As always, please remember that there is a whole community of support at MaleSurvivor to help you as well.

—Photo credit: ST33VO/Flickr

how the mighty have fallen

While I was driving home today, I heard on NPR that “JoePa“‘s statute at Penn State is most probably going to be demolished, “so if you want your picture taken in front of it, you had better get there quick.”   Nike has apparently already removed his name from a child care center.  So sad.  Everything this great coach, loving father and good man did is now cast aside, his honorable name tarnished forever because of what he did NOT do.  Something unforgivable.

The following is a Yahoo! Sports report

Jo Paterno’s Role in the Cover-Up of a Child Molester

Sat, Jun 30, 2012 2:14 PM EDT

The Penn State administration had finally hatched a plan. It was too kind, backward and included possibly tampering with a criminal investigation. Still, it was enough of a plan that it could’ve stopped Jerry Sandusky, child molester, back in 2001.

Just a couple weeks earlier, a football graduate assistant, Mike McQueary, had witnessed Sandusky abusing a boy in a Penn State locker room shower. He told coach Joe Paterno. He told vice president Gary Schultz and athletic director Tim Curley. He could’ve been more specific. He was clearly specific enough, however, to get their attention.

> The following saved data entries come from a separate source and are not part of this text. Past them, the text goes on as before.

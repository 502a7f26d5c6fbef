use std::sync::Arc;

use axum::{
    extract::{Path, State},
    Json,
};
use geoprompt_map::{LayerId, LayerSummary};

use crate::dto::{DeleteResponse, ToggleResponse};
use crate::error::ApiError;
use crate::state::AppState;

pub async fn list_layers(State(state): State<Arc<AppState>>) -> Json<Vec<LayerSummary>> {
    Json(state.session.lock().await.summaries())
}

pub async fn toggle_layer(
    State(state): State<Arc<AppState>>,
    Path(layer_id): Path<u64>,
) -> Result<Json<ToggleResponse>, ApiError> {
    let id = LayerId(layer_id);
    let mut session = state.session.lock().await;

    if !session.toggle_visible(id) {
        return Err(ApiError::not_found("Layer not found"));
    }
    let visible = session.layer(id).is_some_and(|layer| layer.visible);

    tracing::info!(layer_id = %id, visible, "Toggled layer");
    Ok(Json(ToggleResponse { id, visible }))
}

pub async fn delete_layer(
    State(state): State<Arc<AppState>>,
    Path(layer_id): Path<u64>,
) -> Result<Json<DeleteResponse>, ApiError> {
    let id = LayerId(layer_id);
    if !state.session.lock().await.remove(id) {
        return Err(ApiError::not_found("Layer not found"));
    }

    tracing::info!(layer_id = %id, "Removed layer");
    Ok(Json(DeleteResponse::removed("layer", 1)))
}

pub async fn clear_layers(State(state): State<Arc<AppState>>) -> Json<DeleteResponse> {
    let mut session = state.session.lock().await;
    let count = session.layers().len();
    session.clear_all();

    tracing::info!(removed = count, "Cleared layers");
    Json(DeleteResponse::removed("layers", count))
}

Schultz plotted out a course of action, according to a bombshell report by CNN, citing an email exchange that’s been uncovered in the school’s independent investigation by former FBI chief Louis Freeh. The report could be released as early as next month.

According to CNN in an email dated Feb. 26, 2001, Schultz wrote to Curley about a three-part plan that included talking “with the subject asap regarding the future appropriate use of the University facility,” … “contacting the chair of the charitable organization” and “contacting the Department of Welfare.”

Former Penn State athletic director Tim Curley’s alleged email could be damaging for Joe Paterno. (AP)It would have been better to skip directly to the third action and let the welfare authorities do the meeting and informing, but this should’ve been enough to end Sandusky’s reign of terror.

Except that Curley sent an email to Schultz and school president Graham Spanier on Feb. 27, 2001, that changed everything.

“After giving it more thought and talking it over with Joe yesterday, I am uncomfortable with what we agreed were the next steps. I am having trouble with going to everyone but the person involved. I would be more comfortable meeting with the person and tell them about the information we received and tell them we are aware of the first situation,” Curley’s email said, according to CNN.

It’s unclear why Curley suggested that Sandusky (the “person involved”) wouldn’t be contacted when Schultz’s email told Curley to “talk with the subject asap.” But the bottom line is that child welfare services was never contacted. And Sandusky, convicted earlier this month on 45 counts of molestation, continued to stalk and abuse the area’s disadvantaged boys for seven more years.

The email is devastating on multiple levels, perhaps most for Paterno, who had escaped some measure of scorn thus far by having played the, in-hindsight-I-should’ve-done-more angle. Paterno, who won more games than any other major college football coach, died at age 85 in January of lung cancer.

[Yahoo! Sports Radio: Dan Wetzel on the Sandusky verdict]

According to Curley’s email, Paterno participated more than he ever admitted, including likely talking Curley – and thus the others – out of the plan to turn Sandusky over to authorities.

Take a second for that one to sink in.

It is now perfectly reasonable to postulate that Joe Paterno protected Jerry Sandusky, who had been a Penn State assistant coach from 1969 until retiring in 1999. Sandusky went right along with his business of showering with boys in the locker room, of bringing kids to the sidelines during games, of sitting in the press/luxury box area of home games. Sandusky used the program’s allure like a lollipop to draw kids into his van.

Paterno will never have the chance to defend against this charge or answer these troubling questions.

However, what would be his defense?

The first could be that he and Curley never met on or about Feb. 27, 2001, or if they did meet, Sandusky wasn’t mentioned.

In a 2011 appearance to the grand jury, Paterno said McQueary detailed what he saw in the shower. Within a couple days Paterno relayed the story to Curley over the phone. He said he wasn’t involved in the investigation after that.

“Because I figured that Tim would handle it appropriately,” Paterno testified on Jan. 12, 2011. “I have a tremendous amount of confidence in Mr. Curley and I thought he would look into it and handle it appropriately.”

Curley’s email tells a different story, that he discussed with Paterno the plan to bring in child protective services.

Perhaps Curley lied in that original email, although why is anyone’s guess. Perhaps Paterno forgot about the meeting (a decade had passed by the time the then 84-year-old testified in front of the grand jury). Or perhaps Paterno was trying to cover his tracks by not mentioning it under oath.

The other possibility is that the meeting did take place and Paterno supported turning Sandusky over to child welfare but Curley, after “giving it more thought,” overruled Paterno’s position and changed direction.

That one is difficult to believe. Tim Curley was Joe Paterno’s boss in title only. Curley grew up in State College in a house just down the street from the current Beaver Stadium. He parked cars and sold programs as a kid. He played football at Penn State and was said to be JoePa’s handpicked choice as athletic director years later.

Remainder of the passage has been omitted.